§ TASK ITEM
What you return must match the listing below exactly.

§ ENTRIES SHOWN
--------------------

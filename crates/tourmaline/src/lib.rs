//! # Tourmaline
//!
//! Trust-boundary layer for a multi-tenant record/asset backend.
//!
//! Tourmaline answers three questions the API layer asks on every
//! request, each as a pure decision over caller-supplied inputs:
//!
//! - **May this actor read or write this record?** -- record ACLs
//!   evaluated as a monotonic union of role and direct grants.
//! - **May the holder of this URL fetch this asset?** -- HMAC-signed,
//!   expiring capability URLs under a tenant secret.
//! - **Is this password acceptable here?** -- a tenant-configured chain of
//!   strength checks with typed, diagnostic-carrying violations.
//!
//! # Architecture
//!
//! ```text
//! ┌─────────────────────────────────────────────────────────────┐
//! │                         Tourmaline                          │
//! │  ┌─────────┐   ┌───────────┐   ┌──────────┐   ┌──────────┐ │
//! │  │  Types  │ → │    ACL    │   │  Asset   │   │  Audit   │ │
//! │  │ (model) │   │ (records) │   │ (URLs)   │   │ (passwd) │ │
//! │  └─────────┘   └───────────┘   └──────────┘   └──────────┘ │
//! │                      ▲              ▲              ▲        │
//! │                      └──────── Config ─────────────┘        │
//! └─────────────────────────────────────────────────────────────┘
//! ```
//!
//! Denial is a value, never a fault: an unauthorized record access is
//! `false`, a bad signature is a typed error displaying uniformly as
//! "invalid signature", a weak password is an enumerable violation. None
//! of the decisions read clocks or globals -- the current instant and all
//! tenant state are parameters.
//!
//! # Quick Start
//!
//! ```
//! use chrono::Utc;
//! use tourmaline::{
//!     AccessLevel, Accessible, AclEntry, AssetSigner, Identity, PasswordPolicy, RecordAcl,
//!     SigningSecret,
//! };
//!
//! // Record access
//! let acl: RecordAcl = vec![AclEntry::role("editor", AccessLevel::Write)].into();
//! let actor = Identity::new("user-17").with_role("editor");
//! assert!(acl.accessible(&actor, AccessLevel::Write));
//!
//! // Signed asset URLs
//! let signer = AssetSigner::new(
//!     "https://assets.example.com",
//!     "https://api.example.com",
//!     SigningSecret::from("tenant-secret"),
//!     false,
//! );
//! let url = signer.signed_url("avatar.png", Utc::now());
//! assert!(url.contains("signature="));
//!
//! // Password policy
//! let policy = PasswordPolicy::new().with_min_length(8);
//! assert!(policy.validate("correct horse battery", None).is_ok());
//! ```

// Re-export the data model
pub use tourmaline_types::{
    AccessLevel, AclEntry, Data, Identity, Record, RecordAcl, RecordId, TRANSIENT_FIELD_PREFIX,
    TRANSIENT_KEY,
};

// Re-export ACL evaluation
pub use tourmaline_acl::{Accessible, EmptyAclPolicy, accessible, accessible_with_default};

// Re-export asset signing and the byte store
pub use tourmaline_asset::{
    AssetSigner, AssetStoreError, FileStore, PostFileRequest, SIGNED_URL_TTL_SECS, SignatureError,
    SigningSecret,
};

// Re-export the password policy engine
pub use tourmaline_audit::{
    EntropyEstimator, GUESSABILITY_MAX, GuessabilityEstimator, PasswordPolicy, PolicyViolation,
};

// Re-export configuration
pub use tourmaline_config::{AclConfig, AssetConfig, ConfigLoader, TourmalineConfig};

--------------------

§ SOLUTION FOR THIS EXERCISE
filename crates/tourmaline/src/lib.rs
//! # Tourmaline
//!
//! Trust-boundary layer for a multi-tenant record/asset backend.
//!
//! Tourmaline answers three questions the API layer asks on every
//! request, each as a pure decision over caller-supplied inputs:
//!
//! - **May this actor read or write this record?** -- record ACLs
//!   evaluated as a monotonic union of role and direct grants.
//! - **May the holder of this URL fetch this asset?** -- HMAC-signed,
//!   expiring capability URLs under a tenant secret.
//! - **Is this password acceptable here?** -- a tenant-configured chain of
//!   strength checks with typed, diagnostic-carrying violations.
//!
//! # Architecture
//!
//! ```text
//! ┌─────────────────────────────────────────────────────────────┐
//! │                         Tourmaline                          │
//! │  ┌─────────┐   ┌───────────┐   ┌──────────┐   ┌──────────┐ │
//! │  │  Types  │ → │    ACL    │   │  Asset   │   │  Audit   │ │
//! │  │ (model) │   │ (records) │   │ (URLs)   │   │ (passwd) │ │
//! │  └─────────┘   └───────────┘   └──────────┘   └──────────┘ │
//! │                      ▲              ▲              ▲        │
//! │                      └──────── Config ─────────────┘        │
//! └─────────────────────────────────────────────────────────────┘
//! ```
//!
//! Denial is a value, never a fault: an unauthorized record access is
//! `false`, a bad signature is a typed error displaying uniformly as
//! "invalid signature", a weak password is an enumerable violation. None
//! of the decisions read clocks or globals -- the current instant and all
//! tenant state are parameters.
//!
//! # Quick Start
//!
//! ```
//! use chrono::Utc;
//! use tourmaline::{
//!     AccessLevel, Accessible, AclEntry, AssetSigner, Identity, PasswordPolicy, RecordAcl,
//!     SigningSecret,
//! };
//!
//! // Record access
//! let acl: RecordAcl = vec![AclEntry::role("editor", AccessLevel::Write)].into();
//! let actor = Identity::new("user-17").with_role("editor");
//! assert!(acl.accessible(&actor, AccessLevel::Write));
//!
//! // Signed asset URLs
//! let signer = AssetSigner::new(
//!     "https://assets.example.com",
//!     "https://api.example.com",
//!     SigningSecret::from("tenant-secret"),
//!     false,
//! );
//! let url = signer.signed_url("avatar.png", Utc::now());
//! assert!(url.contains("signature="));
//!
//! // Password policy
//! let policy = PasswordPolicy::new().with_min_length(8);
//! assert!(policy.validate("correct horse battery", None).is_ok());
//! ```

// Re-export the data model
pub use tourmaline_types::{
    AccessLevel, AclEntry, Data, Identity, Record, RecordAcl, RecordId, TRANSIENT_FIELD_PREFIX,
    TRANSIENT_KEY,
};

// Re-export ACL evaluation
pub use tourmaline_acl::{Accessible, EmptyAclPolicy, accessible, accessible_with_default};

// Re-export asset signing and the byte store
pub use tourmaline_asset::{
    AssetSigner, AssetStoreError, FileStore, PostFileRequest, SIGNED_URL_TTL_SECS, SignatureError,
    SigningSecret,
};

// Re-export the password policy engine
pub use tourmaline_audit::{
    EntropyEstimator, GUESSABILITY_MAX, GuessabilityEstimator, PasswordPolicy, PolicyViolation,
};

// Re-export configuration
pub use tourmaline_config::{AclConfig, AssetConfig, ConfigLoader, TourmalineConfig};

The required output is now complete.